* _EXERCISE_: State the number of lines in the following material that contain the string "crates", and nothing else.

* _INFORMATION PROVIDED_:
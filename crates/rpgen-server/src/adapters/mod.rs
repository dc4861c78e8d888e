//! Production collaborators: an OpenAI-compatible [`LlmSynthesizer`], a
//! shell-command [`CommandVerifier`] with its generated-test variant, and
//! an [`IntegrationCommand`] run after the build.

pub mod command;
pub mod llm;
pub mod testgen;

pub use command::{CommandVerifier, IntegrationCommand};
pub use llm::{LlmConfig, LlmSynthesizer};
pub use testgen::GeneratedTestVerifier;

* * *

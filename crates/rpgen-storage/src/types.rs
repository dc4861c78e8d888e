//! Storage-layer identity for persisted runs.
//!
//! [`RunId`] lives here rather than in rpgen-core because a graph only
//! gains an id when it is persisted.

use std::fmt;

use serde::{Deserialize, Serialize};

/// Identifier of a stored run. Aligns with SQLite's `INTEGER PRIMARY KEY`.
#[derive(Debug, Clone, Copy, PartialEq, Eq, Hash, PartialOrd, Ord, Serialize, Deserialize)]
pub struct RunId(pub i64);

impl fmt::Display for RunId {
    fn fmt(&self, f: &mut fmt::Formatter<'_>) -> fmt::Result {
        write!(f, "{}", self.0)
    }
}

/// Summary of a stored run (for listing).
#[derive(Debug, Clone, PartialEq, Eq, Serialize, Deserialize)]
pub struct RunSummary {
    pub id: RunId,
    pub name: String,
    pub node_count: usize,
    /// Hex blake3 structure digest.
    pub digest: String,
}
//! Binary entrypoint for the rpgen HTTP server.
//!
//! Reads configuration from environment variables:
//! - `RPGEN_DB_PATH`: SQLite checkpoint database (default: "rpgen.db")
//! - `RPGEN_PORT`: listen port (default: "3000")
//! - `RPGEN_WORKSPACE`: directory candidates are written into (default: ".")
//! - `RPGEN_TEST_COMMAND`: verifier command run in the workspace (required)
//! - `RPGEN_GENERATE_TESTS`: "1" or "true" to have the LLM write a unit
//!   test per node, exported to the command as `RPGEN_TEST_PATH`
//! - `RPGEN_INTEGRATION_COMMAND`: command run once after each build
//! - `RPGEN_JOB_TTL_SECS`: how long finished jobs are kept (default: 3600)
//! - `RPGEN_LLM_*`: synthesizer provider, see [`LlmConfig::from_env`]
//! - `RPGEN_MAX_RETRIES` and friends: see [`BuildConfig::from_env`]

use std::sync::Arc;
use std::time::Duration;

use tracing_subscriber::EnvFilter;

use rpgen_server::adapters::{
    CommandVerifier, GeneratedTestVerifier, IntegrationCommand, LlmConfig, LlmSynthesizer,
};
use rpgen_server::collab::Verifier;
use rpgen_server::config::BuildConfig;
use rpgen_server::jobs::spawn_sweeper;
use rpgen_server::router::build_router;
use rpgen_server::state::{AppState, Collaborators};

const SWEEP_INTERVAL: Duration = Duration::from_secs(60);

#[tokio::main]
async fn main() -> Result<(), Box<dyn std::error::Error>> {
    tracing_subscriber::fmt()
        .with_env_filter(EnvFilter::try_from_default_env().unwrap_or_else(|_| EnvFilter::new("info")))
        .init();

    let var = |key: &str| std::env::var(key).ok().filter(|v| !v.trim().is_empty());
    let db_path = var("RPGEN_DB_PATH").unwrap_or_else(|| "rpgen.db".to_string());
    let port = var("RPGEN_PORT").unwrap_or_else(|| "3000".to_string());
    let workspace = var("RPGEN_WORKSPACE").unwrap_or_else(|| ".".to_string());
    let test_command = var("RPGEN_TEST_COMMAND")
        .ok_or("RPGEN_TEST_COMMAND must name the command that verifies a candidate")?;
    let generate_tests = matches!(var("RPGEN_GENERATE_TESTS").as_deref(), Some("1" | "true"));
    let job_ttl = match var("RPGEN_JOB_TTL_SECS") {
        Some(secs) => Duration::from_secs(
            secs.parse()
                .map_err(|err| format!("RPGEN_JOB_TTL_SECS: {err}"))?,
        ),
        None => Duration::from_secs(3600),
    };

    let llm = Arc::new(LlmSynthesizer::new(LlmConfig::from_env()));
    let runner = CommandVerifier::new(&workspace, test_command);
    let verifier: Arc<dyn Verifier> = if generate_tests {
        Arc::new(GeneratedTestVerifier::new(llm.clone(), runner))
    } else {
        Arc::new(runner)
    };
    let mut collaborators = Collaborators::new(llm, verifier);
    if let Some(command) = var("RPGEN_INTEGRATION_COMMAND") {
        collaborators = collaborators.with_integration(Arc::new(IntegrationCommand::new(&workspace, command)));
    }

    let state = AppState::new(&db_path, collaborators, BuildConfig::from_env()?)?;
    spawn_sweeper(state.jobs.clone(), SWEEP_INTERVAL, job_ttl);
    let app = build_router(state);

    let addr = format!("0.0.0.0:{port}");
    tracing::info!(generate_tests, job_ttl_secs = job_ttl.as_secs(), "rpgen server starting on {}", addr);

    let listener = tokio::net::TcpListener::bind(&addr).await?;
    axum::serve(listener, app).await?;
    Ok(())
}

* _RESULT_: 2